# Sims Custom Shop - Custom Painted Ibanez RG 570 - Blood Splatters - PICS!



## Sims Custom Shop (Jul 6, 2008)

Hey everybody. We just finished this up for a customer and I thought I would post it for you guys to check out. Ibanez RG 570 body painted white with a blood splatter paint scheme. Love to hear what you guys thank about it!

Thanks,

Patrick Sims
Custom Guitar Refinishing & Painting


----------



## march (Jul 6, 2008)

though I'm sure you would not want to share your trade secrets so easily, at what angle did you hold the guy's head when you slit his throat over that guitar =') ?


seriously now, it looks great !


----------



## Sims Custom Shop (Jul 6, 2008)

Haha, I ain't never slit nobodys throat, I swear! Haha. One thing I like ALOT about this guitar is the fact that I didn't try to get it mirror smooth & flat & slick. Thats not realistic. While the blood runs & drips are under a coat of clear you can feel them, its textured, just like it should be....the blood is on top of the white but under a coat of clear so it can be worn or rubbed off. Also, I used a transparent red that I custom mixed to the closest shade I could get to blood....its a very deep red....so in places where its thick its real dark, and places where its thin its lighter....very reaslistic. I don't like it when people use just a solid red, like a fire-engine red for blood, b/c thats not what blood looks like. Its dark, its rich & its transparent. The customer was VERY pleased with how it looked in the pictures. I will be shipping it out Monday.


----------



## S-O (Jul 6, 2008)

That's _killer_

Yay puns! 

But really, that is to _die_ for.

...


----------



## darbdavys (Jul 6, 2008)

I hate you for showing me those pics, they're too baddass  It'll be hard to play my simple sunburst now


----------



## ibznorange (Jul 6, 2008)

the tops/beginnings of the runs look too sharp, thats the only thing holding the effect really. it just makes them look really out of place/unrealistic, since the rest of it does look so realistic lol.

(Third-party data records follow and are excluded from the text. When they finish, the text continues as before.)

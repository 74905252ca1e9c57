//! Post-classification cleanup of small patches

use crate::raster::ClassifiedRaster;
use crate::types::{ClassCode, LandcoverError, LandcoverResult};
use ndarray::Array2;
use serde::{Deserialize, Serialize};
use std::collections::BTreeMap;

/// Pixel adjacency used for component labelling
#[derive(Debug, Clone, Copy, PartialEq, Eq, Serialize, Deserialize)]
pub enum Connectivity {
    Four,
    Eight,
}

impl Connectivity {
    fn offsets(self) -> &'static [(isize, isize)] {
        const FOUR: [(isize, isize); 4] = [(-1, 0), (1, 0), (0, -1), (0, 1)];
        const EIGHT: [(isize, isize); 8] = [
            (-1, -1),
            (-1, 0),
            (-1, 1),
            (0, -1),
            (0, 1),
            (1, -1),
            (1, 0),
            (1, 1),
        ];
        match self {
            Connectivity::Four => &FOUR,
            Connectivity::Eight => &EIGHT,
        }
    }
}

/// Cleanup parameters
#[derive(Debug, Clone, PartialEq, Serialize, Deserialize)]
#[serde(default)]
pub struct SpatialCleanParams {
    /// Components with fewer pixels are replaced
    pub min_patch_size: usize,
    /// Half-width of the square mode window
    pub radius: usize,
    /// Upper bound on repeated passes
    pub max_passes: usize,
    pub connectivity: Connectivity,
}

impl Default for SpatialCleanParams {
    fn default() -> Self {
        Self {
            min_patch_size: 20,
            radius: 4,
            max_passes: 8,
            connectivity: Connectivity::Eight,
        }
    }
}

/// Connected components of identical valid class values
#[derive(Debug, Clone, PartialEq)]
pub struct ComponentLabels {
    /// Component index per pixel, `None` for invalid pixels
    pub labels: Array2<Option<usize>>,
    /// Pixel count per component index
    pub sizes: Vec<usize>,
}

impl ComponentLabels {
    pub fn component_count(&self) -> usize {
        self.sizes.len()
    }

    pub fn size_at(&self, row: usize, col: usize) -> Option<usize> {
        self.labels[[row, col]].map(|label| self.sizes[label])
    }
}

/// Label connected components with an explicit-stack flood fill
pub fn connected_components(raster: &ClassifiedRaster, connectivity: Connectivity) -> ComponentLabels {
    let (rows, cols) = raster.shape();
    let mut labels: Array2<Option<usize>> = Array2::from_elem((rows, cols), None);
    let mut sizes = Vec::new();

    for row in 0..rows {
        for col in 0..cols {
            if labels[[row, col]].is_some() {
                continue;
            }
            let Some(class) = raster.get(row, col) else {
                continue;
            };

            let label = sizes.len();
            let mut size = 0;
            let mut stack = vec![(row, col)];
            labels[[row, col]] = Some(label);

            while let Some((r, c)) = stack.pop() {
                size += 1;
                for &(dr, dc) in connectivity.offsets() {
                    let nr = r as isize + dr;
                    let nc = c as isize + dc;
                    if nr < 0 || nc < 0 || nr as usize >= rows || nc as usize >= cols {
                        continue;
                    }
                    let (nr, nc) = (nr as usize, nc as usize);
                    if labels[[nr, nc]].is_none() && raster.get(nr, nc) == Some(class) {
                        labels[[nr, nc]] = Some(label);
                        stack.push((nr, nc));
                    }
                }
            }
            sizes.push(size);
        }
    }

    ComponentLabels { labels, sizes }
}

/// Size of the component each valid pixel belongs to; 0 for invalid pixels
pub fn connected_pixel_count(raster: &ClassifiedRaster, connectivity: Connectivity) -> Array2<u32> {
    let components = connected_components(raster, connectivity);
    components
        .labels
        .mapv(|label| label.map(|l| components.sizes[l] as u32).unwrap_or(0))
}

/// Most frequent valid class in the `(2r+1)²` window; ties go to the smallest code
pub fn window_mode(raster: &ClassifiedRaster, row: usize, col: usize, radius: usize) -> Option<ClassCode> {
    let (rows, cols) = raster.shape();
    let r0 = row.saturating_sub(radius);
    let r1 = (row + radius + 1).min(rows);
    let c0 = col.saturating_sub(radius);
    let c1 = (col + radius + 1).min(cols);

    let mut counts: BTreeMap<ClassCode, usize> = BTreeMap::new();
    for r in r0..r1 {
        for c in c0..c1 {
            if let Some(class) = raster.get(r, c) {
                *counts.entry(class).or_insert(0) += 1;
            }
        }
    }

    let mut best: Option<(ClassCode, usize)> = None;
    for (class, count) in counts {
        if best.map_or(true, |(_, n)| count > n) {
            best = Some((class, count));
        }
    }
    best.map(|(class, _)| class)
}

/// Replaces small patches with their neighbourhood majority
pub struct SpatialCleaner {
    params: SpatialCleanParams,
}

impl SpatialCleaner {
    pub fn new() -> Self {
        Self {
            params: SpatialCleanParams::default(),
        }
    }

    pub fn with_params(params: SpatialCleanParams) -> Self {
        Self { params }
    }

    /// Clean until no small patch changes or `max_passes` is reached.
    ///
    /// Each pass reads only the raster produced by the previous pass.
    /// Invalid pixels are never filled.
    pub fn clean(&self, raster: &ClassifiedRaster) -> LandcoverResult<ClassifiedRaster> {
        if self.params.min_patch_size == 0 {
            return Err(LandcoverError::InvalidParameter(
                "minimum patch size must be at least 1".to_string(),
            ));
        }
        log::info!(
            "Spatial cleanup: min patch {} px, {}x{} mode window, {:?} connectivity",
            self.params.min_patch_size,
            2 * self.params.radius + 1,
            2 * self.params.radius + 1,
            self.params.connectivity
        );

        let mut current = raster.clone();
        for pass in 1..=self.params.max_passes {
            let (cleaned, changed) = self.clean_pass(&current);
            log::debug!("Cleanup pass {}: {} pixels reassigned", pass, changed);
            current = cleaned;
            if changed == 0 {
                break;
            }
        }

        let remaining = connected_components(&current, self.params.connectivity)
            .sizes
            .iter()
            .filter(|s| **s < self.params.min_patch_size)
            .count();
        if remaining > 0 {
            log::debug!("{} patches remain below the size threshold", remaining);
        }
        log::info!("Spatial cleanup complete");
        Ok(current)
    }

    /// One pass; returns the new raster and the number of changed pixels
    pub fn clean_pass(&self, raster: &ClassifiedRaster) -> (ClassifiedRaster, usize) {
        let components = connected_components(raster, self.params.connectivity);
        let small: Vec<(usize, usize)> = components
            .labels
            .indexed_iter()
            .filter_map(|((r, c), label)| {
                label
                    .filter(|l| components.sizes[*l] < self.params.min_patch_size)
                    .map(|_| (r, c))
            })
            .collect();

        let replacements = self.majorities(raster, &small);

        let mut cleaned = raster.clone();
        let mut changed = 0;
        for ((r, c), majority) in small.into_iter().zip(replacements) {
            if let Some(class) = majority {
                if cleaned.classes[[r, c]] != class {
                    cleaned.classes[[r, c]] = class;
                    changed += 1;
                }
            }
        }
        (cleaned, changed)
    }

    #[cfg(feature = "parallel")]
    fn majorities(&self, raster: &ClassifiedRaster, pixels: &[(usize, usize)]) -> Vec<Option<ClassCode>> {
        use rayon::prelude::*;

        pixels
            .par_iter()
            .map(|&(r, c)| window_mode(raster, r, c, self.params.radius))
            .collect()
    }

    #[cfg(not(feature = "parallel"))]
    fn majorities(&self, raster: &ClassifiedRaster, pixels: &[(usize, usize)]) -> Vec<Option<ClassCode>> {
        pixels
            .iter()
            .map(|&(r, c)| window_mode(raster, r, c, self.params.radius))
            .collect()
    }
}

impl Default for SpatialCleaner {
    fn default() -> Self {
        Self::new()
    }
}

I dunno really how youd do it though. maybe blow the paint or something through a straw onto the body so it gets more of a splatter effect and hten drips?

That said, still excellent work 

and waaaaaaaaaaaaaaaay better than anything i could pull off


----------



## Sims Custom Shop (Jul 6, 2008)

Glad you like it! This was my 1st blood splatter paint scheme so I'm sure the more I do the even more realistic looking they'll get.


----------



## budda (Jul 6, 2008)

that looks REALLY realistic IMO!

can you post a pic of the completed guitar?


----------



## Sims Custom Shop (Jul 6, 2008)

budda said:


> that looks REALLY realistic IMO!
> 
> can you post a pic of the completed guitar?



We just painted the body, we don't have the rest of the guitar. Glad you like it!


----------



## Celiak (Jul 7, 2008)

That looks disgusting, I guess that means you did a good job haha.


----------



## Scootman1911 (Jul 7, 2008)

Wow that's really cool. It's a lot more realistic than other blood splattered guitars I've seen *cough*Atreyuguy*cough*


----------



## E Lucevan Le Stelle (Jul 8, 2008)

That's brutal as all fuck. \m/ I'm very tempted to get a Jackson Warrior-style body done like that...


----------



## Mattmc74 (Jul 9, 2008)

Pretty cool!


----------



## 7 Dying Trees (Jul 9, 2008)

Awesome  More splatter and less lines would be better, like blood has dripped, been slashed over it would be tres cool! Not that this isn't the mutts nuts already


----------



## TheIllustratedLuthier (Jul 9, 2008)

I worked for ESP AND for Atreyu when they made his guitar, it's actually pretty cool in person. The fingerprints and smears on the sides make it a little different. 






edit: I know this is the LTD model.. google let me down.


----------



## cow 7 sig (Jul 9, 2008)

bloody hell thats awesome


----------



## MetalJordan (Jul 9, 2008)

that thing is sick 
i do however think it would look better with black instead of white


----------



## Shawn (Jul 10, 2008)

Nice work!


----------



## Sims Custom Shop (Jul 10, 2008)

Cool! Im glad everybody seems to like it, This wouldn't work over black b/c this is a transparent red. If you cut ur finger and dropped it on a black guitar you wouldn't be able to see the blod, but if you dropped the blood on a white one you could. You would have to use a solid red if you did a black guitar. It would look coolwith the solid red, but it would be less realistic at the same time.


----------



## rx (Jul 14, 2008)

i hope that's real blood


----------



## Variant (Jul 14, 2008)

Scootman1911 said:


> Wow that's really cool. It's a lot more realistic than other blood splattered guitars I've seen *cough*Atreyuguy*cough*


----------



## jan007magic (Apr 30, 2009)

sir, may i ask if what kind of paint did u use in the blood splatter? please. it would really help me, so that i can finish painting my guitar..tnx..


----------